Preferably, the sodium glutamate-copper ion acidic plating solution further comprises 5-15 g/L of nano-alumina, the glutamic acid-copper-alumina plating layer is deposited in the acidic plating solution after the sodium glutamate-copper ion acidic plating solution is deposited in the alkaline plating solution, and a composite plating layer with double characteristics of hydrophobicity and self-corrosion repair is formed (the composite plating layer refers to the copper plating layer doped with solid particles containing glutamic acid group and nano-alumina solid particles, and Cu-Glu-Al is used2O3Representation). In the acid plating solution, glutamate ions in the solution can be adsorbed on the surface of the nano alumina particles after being complexed with copper ions, which is beneficial to the precipitation of the alumina particles in the plating layer along with the electrodeposition of copper in the electrodeposition process. The existence of the nano-alumina in the plating layer can reduce the porosity of the plating layer, thereby improving the hydrophobicity of the surface of the plating layer, so that the surface of the magnet is not easy to cause corrosive liquid to reside, and the corrosion resistance of the plating layer is improved. The content of alumina in the plating layer is in direct proportion to the content of alumina added in the plating solution, and the hydrophobicity of the surface of the plating layer is improved along with the increase of the content of alumina. However, the alumina content of the plating solution is too high, the alumina can be aggregated, and the corrosion resistance of the composite plating layer is reduced.

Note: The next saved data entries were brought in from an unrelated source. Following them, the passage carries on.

//! Hide Menu Extras: a spacer icon and an arrow icon in the macOS status bar. Collapsing the
//! arrow widens the spacer until every menu bar extra left of it is pushed off screen.
mod assets;
mod config;
mod controller;
mod tray;
mod tray_actions;

use std::sync::{Arc, Mutex};

use tauri::{Manager, RunEvent};
use tracing::{error, info};
use tracing_subscriber::EnvFilter;

use crate::controller::TrayVisibilityController;
use crate::tray_actions::SharedController;

#[cfg_attr(mobile, tauri::mobile_entry_point)]
pub fn run() {
    let settings = config::load_settings();

    tracing_subscriber::fmt()
        .with_env_filter(
            EnvFilter::try_from_default_env()
                .unwrap_or_else(|_| EnvFilter::new(settings.log_level.as_filter())),
        )
        .init();

    let app = match tauri::Builder::default()
        .plugin(tauri_plugin_dialog::init())
        .setup(move |app| {
            // Status bar only: no Dock icon, no app menu.
            #[cfg(target_os = "macos")]
            let _ = app.set_activation_policy(tauri::ActivationPolicy::Accessory);

            let handle = app.handle().clone();
            let icons = tray::create_tray_icons(&handle, &settings)?;
            let host = tray::TauriHost::new(handle);
            let mut controller =
                TrayVisibilityController::new(host, icons.menu, icons.spacer, settings);
            controller.on_ready();
            info!(
                show_all = controller.is_showing_all(),
                countdown = ?controller.countdown_remaining(),
                right_click = ?settings.right_click,
                "Hide Menu Extras started"
            );

            let shared: SharedController<tauri::Wry> = Arc::new(Mutex::new(controller));
            app.manage(shared);
            Ok(())
        })
        .build(tauri::generate_context!())
    {
        Ok(app) => app,
        Err(e) => {
            error!(error = %e, "Error while building Tauri application");
            std::process::exit(1);
        }
    };

    app.run(|_app, event| {
        // No windows exist; only an explicit quit ends the process.
        if let RunEvent::ExitRequested {
            code: None, api, ..
        } = event
        {
            api.prevent_exit();
        }
    });
}
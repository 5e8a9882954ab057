//! Startup settings for Hide Menu Extras.
//!
//! Settings are read once from a JSON file:
//! `<config_dir>/hide-menu-extras/config.json`.
//! The file is optional and never written back; every field falls back to a default.

use std::fs;
use std::io;
use std::path::PathBuf;
use std::time::Duration;

use dirs::config_dir;
use serde::Deserialize;
use thiserror::Error;

const APP_CONFIG_DIR_NAME: &str = "hide-menu-extras";
const CONFIG_FILE_NAME: &str = "config.json";

/// Seconds the expanded state stays up before the countdown collapses it.
pub const DEFAULT_AUTOHIDE_SECS: u32 = 15;
pub const DEFAULT_HEALTH_CHECK_INTERVAL_MS: u64 = 2000;
const MIN_HEALTH_CHECK_INTERVAL_MS: u64 = 250;

#[derive(Debug, Error)]
pub enum ConfigError {
    #[error("IO error: {0}")]
    Io(#[from] io::Error),
    #[error("JSON error: {0}")]
    Json(#[from] serde_json::Error),
}

#[derive(Debug, Clone, Copy, PartialEq, Eq, Default)]
pub enum LogLevel {
    Error,
    Warn,
    #[default]
    Info,
    Debug,
    Trace,
}

impl LogLevel {
    pub fn from_str(s: &str) -> Option<Self> {
        match s.to_ascii_uppercase().as_str() {
            "ERROR" => Some(Self::Error),
            "WARN" | "WARNING" => Some(Self::Warn),
            "INFO" => Some(Self::Info),
            "DEBUG" => Some(Self::Debug),
            "TRACE" => Some(Self::Trace),
            _ => None,
        }
    }

    /// Directive string understood by `tracing_subscriber::EnvFilter`.
    pub fn as_filter(&self) -> &'static str {
        match self {
            Self::Error => "error",
            Self::Warn => "warn",
            Self::Info => "info",
            Self::Debug => "debug",
            Self::Trace => "trace",
        }
    }
}

/// What a right-click on the toggle icon does.
#[derive(Debug, Clone, Copy, PartialEq, Eq, Default)]
pub enum RightClickAction {
    /// Cancel the countdown and present the context menu.
    #[default]
    ContextMenu,
    /// Quit immediately.
    Quit,
}

impl RightClickAction {
    pub fn from_str(s: &str) -> Option<Self> {
        match s.trim().to_ascii_lowercase().as_str() {
            "menu" | "context_menu" => Some(Self::ContextMenu),
            "quit" => Some(Self::Quit),
            _ => None,
        }
    }
}

#[derive(Debug, Clone, Copy, PartialEq, Eq)]
pub struct AppSettings {
    pub log_level: LogLevel,
    pub autohide: Duration,
    pub health_check_interval: Duration,
    pub right_click: RightClickAction,
}

impl Default for AppSettings {
    fn default() -> Self {
        Self {
            log_level: LogLevel::default(),
            autohide: Duration::from_secs(DEFAULT_AUTOHIDE_SECS.into()),
            health_check_interval: Duration::from_millis(DEFAULT_HEALTH_CHECK_INTERVAL_MS),
            right_click: RightClickAction::default(),
        }
    }
}

#[derive(Debug, Deserialize, Default)]
struct RawConfig {
    #[serde(default)]
    log_level: Option<String>,
    #[serde(default)]
    autohide_seconds: Option<u32>,
    #[serde(default)]
    health_check_interval_ms: Option<u64>,
    #[serde(default)]
    right_click: Option<String>,
}

impl From<RawConfig> for AppSettings {
    fn from(raw: RawConfig) -> Self {
        let defaults = AppSettings::default();
        Self {
            log_level: raw
                .log_level
                .as_deref()
                .and_then(LogLevel::from_str)
                .unwrap_or(defaults.log_level),
            autohide: raw
                .autohide_seconds
                .map(|secs| Duration::from_secs(secs.max(1).into()))
                .unwrap_or(defaults.autohide),
            health_check_interval: raw
                .health_check_interval_ms
                .map(|ms| Duration::from_millis(ms.max(MIN_HEALTH_CHECK_INTERVAL_MS)))
                .unwrap_or(defaults.health_check_interval),
            right_click: raw
                .right_click
                .as_deref()
                .and_then(RightClickAction::from_str)
                .unwrap_or(defaults.right_click),
        }
    }
}

fn config_path() -> Option<PathBuf> {
    let path = config_dir()?
        .join(APP_CONFIG_DIR_NAME)
        .join(CONFIG_FILE_NAME);
    Some(path)
}

/// Parses settings from the JSON text of a config file.
pub fn parse_settings(data: &str) -> Result<AppSettings, ConfigError> {
    let raw: RawConfig = serde_json::from_str(data)?;
    Ok(raw.into())
}

fn load_raw_settings() -> Result<Option<AppSettings>, ConfigError> {
    let Some(path) = config_path() else {
        return Ok(None);
    };
    if !path.exists() {
        return Ok(None);
    }
    let data = fs::read_to_string(&path)?;
    parse_settings(&data).map(Some)
}

/// Loads settings, falling back to defaults when the file is missing or unreadable.
///
/// Runs before the tracing subscriber exists, so failures go to stderr.
pub fn load_settings() -> AppSettings {
    match load_raw_settings() {
        Ok(Some(settings)) => settings,
        Ok(None) => AppSettings::default(),
        Err(err) => {
            eprintln!("Config: failed to load config, using defaults: {err:?}");
            AppSettings::default()
        }
    }
}
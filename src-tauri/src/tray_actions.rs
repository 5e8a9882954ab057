//! Tray event handling.
//!
//! Routes icon clicks, context menu selections and timer ticks to the visibility controller held
//! in Tauri managed state. Everything here runs on the main thread. Events that arrive before
//! setup has stored the controller are dropped.

use std::sync::{Arc, Mutex};

use tauri::menu::MenuEvent;
use tauri::tray::{MouseButton, MouseButtonState, TrayIconEvent};
use tauri::{AppHandle, Manager, Runtime};
use tracing::{debug, warn};

use crate::controller::{TimerKind, TrayVisibilityController};
use crate::tray::{TauriHost, LAUNCH_ON_STARTUP_ID, MENU_TRAY_ID, SPACER_TRAY_ID};

pub type SharedController<R> = Arc<Mutex<TrayVisibilityController<TauriHost<R>>>>;

fn with_controller<R: Runtime>(
    app: &AppHandle<R>,
    source: &'static str,
    f: impl FnOnce(&mut TrayVisibilityController<TauriHost<R>>),
) {
    let Some(state) = app.try_state::<SharedController<R>>() else {
        debug!(source, "Controller not ready, ignoring event");
        return;
    };
    let Ok(mut controller) = state.lock() else {
        warn!(source, "Controller lock poisoned");
        return;
    };
    if controller.is_quitting() {
        debug!(source, "Quitting, ignoring event");
        return;
    }
    f(&mut controller);
}

/// Handles a click on either tray icon. Call from `on_tray_icon_event`.
pub fn handle_tray_icon_event<R: Runtime>(app: &AppHandle<R>, id: &str, event: TrayIconEvent) {
    let TrayIconEvent::Click {
        button,
        button_state,
        ..
    } = event
    else {
        return;
    };

    match (id, button, button_state) {
        (MENU_TRAY_ID, MouseButton::Left, MouseButtonState::Up) => {
            with_controller(app, "menu click", |c| c.on_menu_click());
        }
        // The context menu opens on press, so react to the press as well.
        (MENU_TRAY_ID, MouseButton::Right, MouseButtonState::Down) => {
            with_controller(app, "menu right-click", |c| c.on_menu_right_click());
        }
        (SPACER_TRAY_ID, MouseButton::Left, MouseButtonState::Up) => {
            with_controller(app, "spacer click", |c| c.on_spacer_click());
        }
        _ => {}
    }
}

/// Handles a context menu selection. Quit is a predefined item and never reaches here.
pub fn handle_tray_menu_event<R: Runtime>(app: &AppHandle<R>, event: MenuEvent) {
    let id = event.id().0.as_str();
    match id {
        LAUNCH_ON_STARTUP_ID => {
            with_controller(app, "launch on startup", |c| c.on_launch_on_startup());
        }
        _ => {
            debug!(id, "Unhandled tray menu item");
        }
    }
}

/// Delivers a timer tick. Called on the main thread by the timers `TauriHost` starts.
pub fn handle_timer_tick<R: Runtime>(app: &AppHandle<R>, kind: TimerKind) {
    match kind {
        TimerKind::Countdown { generation } => {
            with_controller(app, "countdown tick", |c| c.on_countdown_tick(generation));
        }
        TimerKind::HealthCheck => {
            with_controller(app, "health check", |c| c.verify_icons_accessible());
        }
    }
}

When Glu is2CuH2Glu and nano alumina particles are precipitated in the plating layer along with the electrodeposition of copper to form a glutamic acid-copper-nano alumina composite plating layer, and when the composite plating layer is corroded in a neutral sodium chloride solution, solid copper is corroded to be Cu2+Simultaneous coating of Glu in the coating2CuH2And Glu will be released, and CuGlu will be released in neutral solution (pH 6.5-7.5)2H2And CuGlu which will dissolve to generate solublility2 2-And Glu-Two ions with corrosion-generated Cu2+The recombination generates CuGluH solid which is insoluble under neutral condition to be attached to the surface of the coating, thereby forming a self-repairing protective film to prevent the substrate from being further corroded.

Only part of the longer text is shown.